Its easy to have frends if you let pepul laff at you. Im going to have lots of frends where I go.
Charlie contemplates suicide but decides he must keep writing his reports for the sake of science. At a therapy session with Strauss, Charlie has a hallucination in which he seems to fly into the center of his own unconscious, represented by a red, pulsing flower, and then imagines himself being battered against the walls of a cave. When Burt tests Charlie on his ability to solve mazes in the lab, Charlie has difficulty and gets frustrated. Charlie then finds himself perplexed by the Rorschach test. He tells Burt that he will no longer come to the lab.
Strauss tries to visit Charlie at his apartment, but Charlie refuses to let him in. Charlie picks up his copy of Paradise Lost, and though he knows he loved the book only a few months before, he is now unable to understand it.
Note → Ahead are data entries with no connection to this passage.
//! Seat-swap delay rule.
//!
//! Under the canonical 6-column convention (columns 1..=6 left to right:
//! 1,6 aisle; 2,5 middle; 3,4 window), a passenger arriving at its row may
//! have to wait for already-seated passengers between it and its seat to
//! stand up:
//!
//! | Arriving column | Occupied inward seats | Extra delay         |
//! |-----------------|-----------------------|---------------------|
//! | 3 or 4 (window) | —                     | 0                   |
//! | 2 (middle)      | 3                     | `swap_delay`        |
//! | 5 (middle)      | 4                     | `swap_delay`        |
//! | 1 (aisle)       | exactly one of {2,3}  | `swap_delay`        |
//! | 1 (aisle)       | both of {2,3}         | `double_swap_delay` |
//! | 6 (aisle)       | symmetric over {4,5}  | as above            |
//!
//! Columns outside 1..=6 (only possible on non-canonical layouts, where
//! both delays are validated to be zero) incur no extra delay.

use board_core::{AircraftLayout, SeatId};

use crate::SeatingRecord;

/// The swap-delay parameters, evaluated as a pure function of the arriving
/// passenger's seat and the current seating record.
#[derive(Debug, Clone, Copy)]
pub struct SwapPolicy {
    pub swap_delay: f64,
    pub double_swap_delay: f64,
}

impl SwapPolicy {
    pub fn from_layout(layout: &AircraftLayout) -> Self {
        Self {
            swap_delay:        layout.swap_delay,
            double_swap_delay: layout.double_swap_delay,
        }
    }

    /// Extra aisle-occupancy time for a passenger with `seat` arriving at
    /// its row right now.  Evaluated once, at the instant of arrival.
    pub fn extra_delay(&self, seat: SeatId, seated: &SeatingRecord) -> f64 {
        match seat.column() {
            // Middle seats: one window passenger may need to stand.
            2 => self.single(seated.is_seated(seat.neighbour(3))),
            5 => self.single(seated.is_seated(seat.neighbour(4))),

            // Aisle seats: up to two inward passengers may need to stand.
            1 => self.pair(
                seated.is_seated(seat.neighbour(2)),
                seated.is_seated(seat.neighbour(3)),
            ),
            6 => self.pair(
                seated.is_seated(seat.neighbour(5)),
                seated.is_seated(seat.neighbour(4)),
            ),

            // Window seats (and non-canonical columns): nothing to pass.
            _ => 0.0,
        }
    }

    #[inline]
    fn single(&self, occupied: bool) -> f64 {
        if occupied { self.swap_delay } else { 0.0 }
    }

    #[inline]
    fn pair(&self, middle: bool, window: bool) -> f64 {
        match (middle, window) {
            (true, true)   => self.double_swap_delay,
            (false, false) => 0.0,
            _              => self.swap_delay,
        }
    }
}
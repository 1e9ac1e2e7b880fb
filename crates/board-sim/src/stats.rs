//! Monte Carlo replica runner and summary statistics.

use std::fmt;

use board_core::{AircraftLayout, ConfigError, ConfigResult, ReplicaRng};

use crate::{BoardingObserver, NoopObserver, QueueSim, SimResult, assign_seats};

// ── Statistics ────────────────────────────────────────────────────────────────

/// Sample mean and sample variance (N−1 denominator) of `times`.
///
/// Errors if fewer than two samples are given — a sample variance is
/// undefined for N < 2.
pub fn sample_mean_variance(times: &[f64]) -> ConfigResult<(f64, f64)> {
    if times.len() < 2 {
        return Err(ConfigError::TooFewReplicas(times.len() as u32));
    }
    let n = times.len() as f64;
    let mean = times.iter().sum::<f64>() / n;
    let variance = times.iter().map(|t| (t - mean).powi(2)).sum::<f64>() / (n - 1.0);
    Ok((mean, variance))
}

// ── Report ────────────────────────────────────────────────────────────────────

/// Summary of a full Monte Carlo run.
#[derive(Debug, Clone, PartialEq)]
#[cfg_attr(feature = "serde", derive(serde::Serialize, serde::Deserialize))]
pub struct BoardingReport {
    /// Mean boarding time across replicas, in seconds.
    pub mean_seconds: f64,

    /// Sample standard deviation of the boarding time, in seconds.
    pub stddev_seconds: f64,

    /// Number of replicas aggregated.
    pub num_replicas: u32,

    /// Human-readable description of the cabin that was boarded.
    pub layout_description: String,
}

impl fmt::Display for BoardingReport {
    fn fmt(&self, f: &mut fmt::Formatter<'_>) -> fmt::Result {
        writeln!(f, "{}", self.layout_description)?;
        write!(
            f,
            "Over {} simulations, the average time for all passengers to board \
             the plane is {:.1} +- {:.1} seconds.",
            self.num_replicas, self.mean_seconds, self.stddev_seconds
        )
    }
}

// ── MonteCarlo ────────────────────────────────────────────────────────────────

/// Runs `layout.num_replicas` independent boarding replicas and reduces the
/// elapsed times to a [`BoardingReport`].
///
/// Each replica gets a fresh [`ReplicaRng`] (derived from the global seed
/// and the replica index, so streams are independent of execution order), a
/// fresh seat draw, and a fresh [`QueueSim`] — no state is shared between
/// replicas.  With the `parallel` Cargo feature, replicas run on Rayon's
/// thread pool; results are collected in replica order before any
/// aggregation, so the report is identical either way.
///
/// A run either produces a complete report or fails with the first replica
/// error; partial aggregates are never returned.
pub struct MonteCarlo {
    layout: AircraftLayout,
    seed:   u64,
}

impl MonteCarlo {
    /// Validate `layout` (including the ≥ 2 replica requirement for a
    /// sample variance) and build a runner.
    pub fn new(layout: AircraftLayout, seed: u64) -> ConfigResult<Self> {
        layout.validate()?;
        if layout.num_replicas < 2 {
            return Err(ConfigError::TooFewReplicas(layout.num_replicas));
        }
        Ok(Self { layout, seed })
    }

    pub fn layout(&self) -> &AircraftLayout {
        &self.layout
    }

    /// Run all replicas and aggregate.
    ///
    /// `observer.on_replica_end` fires once per replica in ascending replica
    /// order (after the join, under the `parallel` feature).
    pub fn run<O: BoardingObserver>(&self, observer: &mut O) -> SimResult<BoardingReport> {
        let times = self.replica_times()?;
        for (replica, &elapsed) in times.iter().enumerate() {
            observer.on_replica_end(replica as u32, elapsed);
        }

        let (mean, variance) = sample_mean_variance(&times)?;
        Ok(BoardingReport {
            mean_seconds:       mean,
            stddev_seconds:     variance.sqrt(),
            num_replicas:       self.layout.num_replicas,
            layout_description: self.layout.describe(),
        })
    }

    /// Elapsed seconds per replica, in replica order.
    pub fn replica_times(&self) -> SimResult<Vec<f64>> {
        #[cfg(not(feature = "parallel"))]
        {
            (0..self.layout.num_replicas)
                .map(|replica| self.run_replica(replica))
                .collect()
        }

        #[cfg(feature = "parallel")]
        {
            use rayon::prelude::*;

            // into_par_iter preserves index order on collect, so the joined
            // Vec is identical to the sequential one.
            (0..self.layout.num_replicas)
                .into_par_iter()
                .map(|replica| self.run_replica(replica))
                .collect()
        }
    }

    fn run_replica(&self, replica: u32) -> SimResult<f64> {
        let mut rng = ReplicaRng::new(self.seed, replica);
        let passengers = assign_seats(&self.layout, &mut rng)?;
        QueueSim::new(&self.layout, passengers).run(&mut NoopObserver)
    }
}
He flashes back to a time when his mother, frustratedly trying to teach him to read, had insisted to his father that Charlie was not retarded but merely lazy. Charlie tears the copy of Paradise Lost apart.
Alice comes to stay with Charlie. She says she wants to spend as much time as possible with him before the effects of the operation recede completely. She holds him, and for once he does not feel the old inner panic. They make love for the first time, and it is a transcendent, spiritual experience, unlike the purely physical sex Charlie has had with Fay. Despite their happiness, Charlie cannot bear the thought of Alice witnessing his descent. He tells Alice that he will probably ask her to leave soon, and he makes her promise that when she does leave, she will never come back.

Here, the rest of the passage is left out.